Add shared memories (#4187)

* Add shared memories

This change adds the ability to use shared memories in Wasmtime when the
[threads proposal] is enabled. Shared memories are annotated as `shared`
in the WebAssembly syntax, e.g., `(memory 1 1 shared)`, and are
protected from concurrent access during `memory.size` and `memory.grow`.

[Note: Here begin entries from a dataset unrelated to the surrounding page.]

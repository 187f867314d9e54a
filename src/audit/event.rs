//! Guard event schema.

use std::fmt;

use crate::RejectionKind;

/// What happened to an input.
#[derive(Debug, Clone, Copy, PartialEq, Eq)]
pub enum GuardOutcome {
    /// Guard accepted the input
    Accepted,
    /// Guard rejected the input
    Rejected,
    /// Input was accepted but the sink failed
    SinkFailed,
}

impl fmt::Display for GuardOutcome {
    fn fmt(&self, f: &mut fmt::Formatter<'_>) -> fmt::Result {
        match self {
            GuardOutcome::Accepted => write!(f, "accepted"),
            GuardOutcome::Rejected => write!(f, "rejected"),
            GuardOutcome::SinkFailed => write!(f, "sink_failed"),
        }
    }
}

/// A structured guard event containing only safe metadata.
///
/// # Safety Invariants
///
/// - No raw request input is stored
/// - The only trace of the input is its truncated SHA-256 digest
///
/// # Example
///
/// ```
/// use input_guard::audit::{GuardEvent, GuardOutcome};
/// use input_guard::RejectionKind;
///
/// let event = GuardEvent::rejected("req-7", "redirect", "redirect", RejectionKind::HostNotAllowed)
///     .with_input_sha256("3f2a9c0d11b4e5f6");
///
/// assert_eq!(event.outcome(), GuardOutcome::Rejected);
/// assert_eq!(event.kind(), Some(RejectionKind::HostNotAllowed));
/// ```
#[derive(Debug, Clone, PartialEq, Eq)]
pub struct GuardEvent {
    /// Request identifier for correlation
    request_id: String,
    /// Route that invoked the guard
    route: &'static str,
    /// Guard or sink name
    stage: &'static str,
    outcome: GuardOutcome,
    /// Set only for rejections
    kind: Option<RejectionKind>,
    input_sha256: Option<String>,
}

impl GuardEvent {
    fn new(
        request_id: impl Into<String>,
        route: &'static str,
        stage: &'static str,
        outcome: GuardOutcome,
    ) -> Self {
        Self {
            request_id: request_id.into(),
            route,
            stage,
            outcome,
            kind: None,
            input_sha256: None,
        }
    }

    /// A guard accepted its input.
    pub fn accepted(
        request_id: impl Into<String>,
        route: &'static str,
        guard: &'static str,
    ) -> Self {
        Self::new(request_id, route, guard, GuardOutcome::Accepted)
    }

    /// A guard rejected its input.
    pub fn rejected(
        request_id: impl Into<String>,
        route: &'static str,
        guard: &'static str,
        kind: RejectionKind,
    ) -> Self {
        let mut event = Self::new(request_id, route, guard, GuardOutcome::Rejected);
        event.kind = Some(kind);
        event
    }

    /// A sink failed on accepted input.
    pub fn sink_failed(
        request_id: impl Into<String>,
        route: &'static str,
        sink: &'static str,
    ) -> Self {
        Self::new(request_id, route, sink, GuardOutcome::SinkFailed)
    }

    /// Attaches the input digest.
    pub fn with_input_sha256(mut self, digest: impl Into<String>) -> Self {
        self.input_sha256 = Some(digest.into());
        self
    }

    /// Returns the request identifier.
    pub fn request_id(&self) -> &str {
        &self.request_id
    }

    /// Returns the route name.
    pub fn route(&self) -> &'static str {
        self.route
    }

    /// Returns the guard or sink name.
    pub fn stage(&self) -> &'static str {
        self.stage
    }

    /// Returns the outcome.
    pub fn outcome(&self) -> GuardOutcome {
        self.outcome
    }

    /// Returns the rejection kind, for rejections.
    pub fn kind(&self) -> Option<RejectionKind> {
        self.kind
    }

    /// Returns the input digest, if set.
    pub fn input_sha256(&self) -> Option<&str> {
        self.input_sha256.as_deref()
    }
}

impl fmt::Display for GuardEvent {
    fn fmt(&self, f: &mut fmt::Formatter<'_>) -> fmt::Result {
        write!(
            f,
            "GuardEvent[route={}, stage={}, outcome={}, request_id={}",
            self.route, self.stage, self.outcome, self.request_id
        )?;

        if let Some(kind) = self.kind {
            write!(f, ", kind={}", kind)?;
        }
        if let Some(digest) = &self.input_sha256 {
            write!(f, ", input_sha256={}", digest)?;
        }

        write!(f, "]")
    }
}

#[cfg(test)]
mod tests {
    use super::*;

    #[test]
    fn outcome_display() {
        assert_eq!(GuardOutcome::Accepted.to_string(), "accepted");
        assert_eq!(GuardOutcome::Rejected.to_string(), "rejected");
        assert_eq!(GuardOutcome::SinkFailed.to_string(), "sink_failed");
    }

    #[test]
    fn accepted_event_has_no_kind() {
        let event = GuardEvent::accepted("req-1", "search", "identifier");

        assert_eq!(event.request_id(), "req-1");
        assert_eq!(event.route(), "search");
        assert_eq!(event.stage(), "identifier");
        assert_eq!(event.outcome(), GuardOutcome::Accepted);
        assert!(event.kind().is_none());
        assert!(event.input_sha256().is_none());
    }

    #[test]
    fn rejected_event_display() {
        let event = GuardEvent::rejected(
            "req-2",
            "beer_picture",
            "file_path",
            RejectionKind::PathEscape,
        )
        .with_input_sha256("0123456789abcdef");

        assert_eq!(
            event.to_string(),
            "GuardEvent[route=beer_picture, stage=file_path, outcome=rejected, request_id=req-2, \
             kind=path_escape, input_sha256=0123456789abcdef]"
        );
    }

    #[test]
    fn sink_failure_event() {
        let event = GuardEvent::sink_failed("req-3", "brand_status", "outbound_client");

        assert_eq!(event.outcome(), GuardOutcome::SinkFailed);
        assert!(event.to_string().contains("outbound_client"));
    }
}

[threads proposal]: https://github.com/WebAssembly/threads/blob/master/proposals/threads/Overview.md

In order to implement this in Wasmtime, there are two main cases to
cover:
    - a program may simply create a shared memory and possibly export it;
    this means that Wasmtime itself must be able to create shared
    memories
    - a user may create a shared memory externally and pass it in as an
    import during instantiation; this is the case when the program
    contains code like `(import "env" "memory" (memory 1 1
    shared))`--this case is handled by a new Wasmtime API
    type--`SharedMemory`

Because of the first case, this change allows any of the current
memory-creation mechanisms to work as-is. Wasmtime can still create
either static or dynamic memories in either on-demand or pooling modes,
and any of these memories can be considered shared. When shared, the
`Memory` runtime container will lock appropriately during `memory.size`
and `memory.grow` operations; since all memories use this container, it
is an ideal place for implementing the locking once and once only.

The second case is covered by the new `SharedMemory` structure. It uses
the same `Mmap` allocation under the hood as non-shared memories, but
allows the user to perform the allocation externally to Wasmtime and
share the memory across threads (via an `Arc`). The pointer address to
the actual memory is carefully wired through and owned by the
`SharedMemory` structure itself. This means that there are differing
views of where to access the pointer (i.e., `VMMemoryDefinition`): for
owned memories (the default), the `VMMemoryDefinition` is stored
directly by the `VMContext`; in the `SharedMemory` case, however, this
`VMContext` must point to this separate structure.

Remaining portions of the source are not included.